De l’ère biblique à l’émergence des communautés juives

Les Judéens et les Israélites de la Bible ne correspondent pas nécessairement à l’image que l’on se fait des Juifs à partir du Moyen-Âge. Ainsi, cette étude se penche non pas sur les Judéens bibliques, mais sur le processus qui a mené à l’émergence de communautés juives hors du territoire de l’Israël antique.

Bien qu’il existe un lien culturel entre les Israélites et les Judéens de l’époque royale et les Juifs après la destruction de Jérusalem par les Romains, ces deux mondes demeurent distincts, tant sur le plan historique que culturel.
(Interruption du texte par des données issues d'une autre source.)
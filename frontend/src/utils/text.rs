/// Upper-cases the first character and lower-cases the rest.
pub fn capitalize(value: &str) -> String {
    let mut chars = value.chars();
    match chars.next() {
        Some(first) => first
            .to_uppercase()
            .chain(chars.flat_map(char::to_lowercase))
            .collect(),
        None => String::new(),
    }
}
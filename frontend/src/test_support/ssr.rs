use super::helpers::ManualScheduler;
use crate::utils::debounce::provide_scheduler;
use leptos::*;

pub fn with_runtime<T>(f: impl FnOnce() -> T) -> T {
    let runtime = leptos::create_runtime();
    let result = f();
    runtime.dispose();
    result
}

/// Renders on the host. A manual scheduler is provided first so nothing in
/// the tree reaches for browser timers; `view` may provide its own contexts
/// on top.
pub fn render_to_string<F, N>(view: F) -> String
where
    F: FnOnce() -> N + 'static,
    N: IntoView + 'static,
{
    leptos_reactive::suppress_resource_load(true);
    let html = with_runtime(|| {
        provide_scheduler(ManualScheduler::default());
        view().into_view().render_to_string().to_string()
    });
    leptos_reactive::suppress_resource_load(false);
    html
}
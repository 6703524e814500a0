#[cfg(all(test, not(target_arch = "wasm32")))]
pub mod ssr;

#[cfg(test)]
pub mod helpers {
    use crate::pages::issues::types::FilterState;
    use crate::state::{filters::FilterStore, navigation::NavigationState, viewport::Viewport};
    use crate::utils::debounce::{Scheduler, TaskHandle};
    use leptos::*;
    use std::{cell::RefCell, rc::Rc};

    struct QueuedTask {
        id: u64,
        due_ms: u64,
        task: Box<dyn FnOnce()>,
    }

    #[derive(Default)]
    struct ManualClock {
        now_ms: u64,
        next_id: u64,
        tasks: Vec<QueuedTask>,
    }

    /// Virtual clock; tasks run only when the test calls `advance`.
    #[derive(Clone, Default)]
    pub struct ManualScheduler {
        clock: Rc<RefCell<ManualClock>>,
    }

    impl ManualScheduler {
        pub fn advance(&self, ms: u64) {
            let target = self.clock.borrow().now_ms + ms;
            loop {
                let next = {
                    let mut clock = self.clock.borrow_mut();
                    let due = clock
                        .tasks
                        .iter()
                        .enumerate()
                        .filter(|(_, t)| t.due_ms <= target)
                        .min_by_key(|(_, t)| (t.due_ms, t.id))
                        .map(|(idx, _)| idx);
                    due.map(|idx| {
                        let task = clock.tasks.remove(idx);
                        clock.now_ms = task.due_ms;
                        task
                    })
                };
                match next {
                    Some(queued) => (queued.task)(),
                    None => break,
                }
            }
            self.clock.borrow_mut().now_ms = target;
        }

        pub fn pending(&self) -> usize {
            self.clock.borrow().tasks.len()
        }
    }

    impl Scheduler for ManualScheduler {
        fn schedule(&self, delay_ms: u32, task: Box<dyn FnOnce()>) -> TaskHandle {
            let id = {
                let mut clock = self.clock.borrow_mut();
                let id = clock.next_id;
                clock.next_id += 1;
                let due_ms = clock.now_ms + u64::from(delay_ms);
                clock.tasks.push(QueuedTask { id, due_ms, task });
                id
            };
            let clock = Rc::clone(&self.clock);
            TaskHandle::new(move || clock.borrow_mut().tasks.retain(|t| t.id != id))
        }
    }

    pub fn provide_store(initial: FilterState) -> FilterStore {
        let store = FilterStore::new(initial);
        provide_context(store);
        store
    }

    pub fn provide_width(width: u32) -> RwSignal<u32> {
        let width = create_rw_signal(width);
        provide_context(Viewport::from_signal(width));
        width
    }

    pub fn provide_menu(open: bool) -> NavigationState {
        let navigation = NavigationState::new();
        navigation.set_mobile_menu_open(open);
        provide_context(navigation);
        navigation
    }
}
Il est crucial d’établir une distinction entre l’ère des cultes sacrificiels de l’Antiquité et le monde des religions monothéistes. Dans les anciens empires, le culte servait avant tout d’instrument politique, visant à unifier les populations sous un pouvoir souverain, en s’appuyant sur des coutumes et des symboles communs. Parallèlement, les croyances populaires occupaient une place prépondérante dans la vie quotidienne. Il est donc essentiel de distinguer le culte sacerdotal officiel des pratiques populaires.

Cette étude se concentre sur les Juifs plutôt que sur le judaïsme. Le terme « judaïsme » est un concept moderne, dont la signification théologique n’a pris forme qu’au XVIIIe siècle, dans le cadre de l’étude des religions. Le judaïsme rabbinique, selon ses écrits, ne traite pas tant des croyances et des opinions que d’un ensemble d’actes autorisés ou interdits. Cela ne signifie pas que, parallèlement, des courants mystiques comme le hassidisme et la kabbale ou des penseurs rationalistes comme Maïmonide n’ont pas cherché à appréhender le judaïsme sous d’autres facettes.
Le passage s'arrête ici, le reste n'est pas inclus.